Michael Sicinski’s review published on Letterboxd:
[7]
Mónica Savirón's Answer Print is a brief little dynamo of formal energy. It seems like a film organized around graphic matches, or linked gestures, or even pitch curves and sound motivics drawn out across multiple shots. But none of these compositional elements is sufficient to exhaustively analyze just how Answer Print works. In fact, there are only two aesthetic aspects of the film that carry through from start to finish. Every shot that Savirón selects bears the red-purple tint of "vinegar syndrome," the chemical decay endemic to poorly kept celluloid.
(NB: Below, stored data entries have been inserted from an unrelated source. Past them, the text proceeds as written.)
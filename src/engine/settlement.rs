//! Settlement engine
//!
//! Ranks a frozen round's candidates by engagement, picks the winner set and
//! splits the pool pro-rata across stakes on winning clips. Results are
//! persisted insert-if-absent, so settling a round again returns the stored
//! result unchanged.
//!
//! Rounding: each payout is `floor(pool * stake / winning_total)` in u128; the
//! truncation residue goes to the largest winning stake (lowest sequence on
//! ties). With no winning stake the whole pool becomes the remainder.

use crate::config::EngineConfig;
use crate::engine::feed::{engagement_order, EngagementSnapshot};
use crate::engine::stake_book::StakeBook;
use crate::error::EngineError;
use crate::models::{Amount, ClipId, RankedClip, Round, RoundRef, RoundState, SettlementResult, Stake};
use crate::store::EngineDb;
use parking_lot::RwLock;
use std::collections::HashMap;
use std::sync::Arc;
use tracing::{error, info};

pub struct SettlementEngine {
    max_winners: usize,
    results: RwLock<HashMap<RoundRef, SettlementResult>>,
    db: Option<Arc<EngineDb>>,
}

impl SettlementEngine {
    pub fn new(config: &EngineConfig) -> Self {
        Self {
            max_winners: config.max_winners,
            results: RwLock::new(HashMap::new()),
            db: None,
        }
    }

    pub fn with_store(config: &EngineConfig, db: Arc<EngineDb>) -> Self {
        Self {
            db: Some(db),
            ..Self::new(config)
        }
    }

    pub fn restore(&self) -> Result<usize, EngineError> {
        let Some(db) = &self.db else {
            return Ok(0);
        };
        let stored = db.load_settlements().map_err(EngineError::storage)?;
        let count = stored.len();
        let mut results = self.results.write();
        for result in stored {
            results.insert(result.round_ref, result);
        }
        Ok(count)
    }

    pub fn result(&self, round_ref: &RoundRef) -> Option<SettlementResult> {
        self.results.read().get(round_ref).cloned()
    }

    /// Settle a frozen round. Returns the stored result when one exists.
    pub fn settle(
        &self,
        round: &Round,
        snapshot: &EngagementSnapshot,
        book: &StakeBook,
    ) -> Result<SettlementResult, EngineError> {
        if let Some(existing) = self.result(&round.round_ref) {
            return Ok(existing);
        }
        if !matches!(round.state, RoundState::Locked | RoundState::Settling) {
            return Err(EngineError::RoundNotFrozen {
                round_ref: round.round_ref,
                state: round.state,
            });
        }
        if round.candidate_clip_ids.is_empty() {
            return Err(EngineError::EmptyCandidateSet(round.round_ref));
        }

        let ranking = rank_candidates(&round.candidate_clip_ids, snapshot);
        let winner_clip_ids: Vec<_> = ranking
            .iter()
            .take(self.max_winners)
            .map(|c| c.clip_id.clone())
            .collect();

        let total_pool: u128 = book
            .totals_by_clip(&round.round_ref)
            .values()
            .map(|a| *a as u128)
            .sum();
        let total_pool = Amount::try_from(total_pool).map_err(|_| EngineError::InvariantViolation {
            round_ref: round.round_ref,
            detail: format!("pool {} exceeds amount range", total_pool),
        })?;

        let mut winning: Vec<Stake> = winner_clip_ids
            .iter()
            .flat_map(|clip| book.stakes_for(&round.round_ref, clip))
            .collect();
        winning.sort_by_key(|s| s.seq);

        let (payouts, remainder) = split_pool(&round.round_ref, total_pool, &winning)?;

        let result = SettlementResult {
            round_ref: round.round_ref,
            ranking,
            winner_clip_ids,
            total_pool,
            winning_stake_ids: winning.iter().map(|s| s.stake_id.clone()).collect(),
            payouts: winning
                .iter()
                .zip(payouts)
                .map(|(s, amount)| (s.stake_id.clone(), amount))
                .collect(),
            recipients: winning
                .iter()
                .map(|s| (s.stake_id.clone(), s.user_id.clone()))
                .collect(),
            remainder,
        };
        verify(&result)?;

        self.persist(result)
    }

    fn persist(&self, result: SettlementResult) -> Result<SettlementResult, EngineError> {
        let mut results = self.results.write();
        if let Some(existing) = results.get(&result.round_ref) {
            return Ok(existing.clone());
        }
        let stored = match &self.db {
            Some(db) => db.insert_settlement(&result).map_err(EngineError::storage)?,
            None => result,
        };
        info!(
            round = %stored.round_ref,
            total_pool = stored.total_pool,
            winners = ?stored.winner_clip_ids,
            winning_stakes = stored.winning_stake_ids.len(),
            remainder = stored.remainder,
            "🏁 Round settled"
        );
        results.insert(stored.round_ref, stored.clone());
        Ok(stored)
    }
}

/// Every candidate with its like count, in final rank order.
pub fn rank_candidates(candidates: &[ClipId], snapshot: &EngagementSnapshot) -> Vec<RankedClip> {
    let mut ranking: Vec<RankedClip> = candidates
        .iter()
        .map(|clip_id| RankedClip {
            clip_id: clip_id.clone(),
            like_count: snapshot.like_count(clip_id),
        })
        .collect();
    ranking.sort_by(engagement_order);
    ranking
}

/// Pro-rata split of `pool` across `winning` (append order). Returns one
/// payout per stake plus the undistributed remainder.
fn split_pool(
    round_ref: &RoundRef,
    pool: Amount,
    winning: &[Stake],
) -> Result<(Vec<Amount>, Amount), EngineError> {
    let winning_total: u128 = winning.iter().map(|s| s.amount as u128).sum();
    if winning_total == 0 {
        return Ok((vec![0; winning.len()], pool));
    }

    let pool = pool as u128;
    let mut shares: Vec<u128> = winning
        .iter()
        .map(|s| pool * s.amount as u128 / winning_total)
        .collect();
    let distributed: u128 = shares.iter().sum();
    let residue = pool.checked_sub(distributed).ok_or_else(|| EngineError::InvariantViolation {
        round_ref: *round_ref,
        detail: format!("shares {} exceed pool {}", distributed, pool),
    })?;

    // Largest stake, earliest sequence on ties.
    if let Some((idx, _)) = winning
        .iter()
        .enumerate()
        .max_by_key(|(_, s)| (s.amount, std::cmp::Reverse(s.seq)))
    {
        shares[idx] += residue;
    }

    let payouts = shares
        .into_iter()
        .map(|share| {
            Amount::try_from(share).map_err(|_| EngineError::InvariantViolation {
                round_ref: *round_ref,
                detail: format!("payout {} exceeds amount range", share),
            })
        })
        .collect::<Result<Vec<_>, _>>()?;
    Ok((payouts, 0))
}

/// Conservation and bounds checks on a computed result.
pub fn verify(result: &SettlementResult) -> Result<(), EngineError> {
    let violation = |detail: String| -> Result<(), EngineError> {
        error!(round = %result.round_ref, detail = %detail, "❌ Settlement invariant violated");
        Err(EngineError::InvariantViolation {
            round_ref: result.round_ref,
            detail,
        })
    };

    if !result.is_conserved() {
        return violation(format!(
            "paid {} + remainder {} != pool {}",
            result.total_paid(),
            result.remainder,
            result.total_pool
        ));
    }
    if result.total_paid() > result.total_pool as u128 {
        return violation(format!(
            "paid {} exceeds pool {}",
            result.total_paid(),
            result.total_pool
        ));
    }
    let orphaned = result
        .payouts
        .keys()
        .filter(|id| !result.recipients.contains_key(*id))
        .count();
    if orphaned > 0 {
        return violation(format!("{} payouts without a recipient", orphaned));
    }
    Ok(())
}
And there is no logical connection between the shots based on their denotative content.
Instead, football coverage collides with 1970s TV commercials, behind-the-scenes technical footage of the TV production process, and scenes that are clearly from old movies -- a ship tossed at sea, some cowboys shooting it out on the prairie, and a young boy with a German accent reading aloud in class and being humiliated. (He pronounces the word 'thick' as 'tick.') Although each of these film segments appears to derive from a particular media moment (the 50s through the 70s, the rise of the "society of the spectacle," the same era that provided most of the material for Bruce Conner's films), there is not a general message to be derived from Savirón's concatenation.
In most instances this would be a problem, an indication of carelessness on the part of the maker. But Savirón's formal game is top notch, and one gets the sense that it is in the terms listed above -- visual rhymes, stutters and loops, audio bridges, and directional movements carrying across edits -- that one shot "answers" the next. This yields purely abstract relationships, such as the landscape at the start of the film paired with the wire mobile. But there are other shot-toggles that seem more pointed, like the melting glacier that alternates with an otherwise nondescript Great Plains landscape.
There aren't enough moments of ecological disaster in Answer Print to suggest that this is Savirón's primary point. But the presence of a sequence like the glacier collapse implies a more general sense of impending decay, as does the red celluloid itself. If Savirón's own print is "answering" anyone or anything, it could be Conner's own A Movie, one of the first associative films composed of found footage. Conner's film was a cry of despair, depicting a planet going to hell while the capitalist world amused itself to death. Savirón's film, by contrast, implies that we've grown accustomed to the disaster -- that we're living in a long apocalypse, and we might do well to sift through the detritus and rebuild.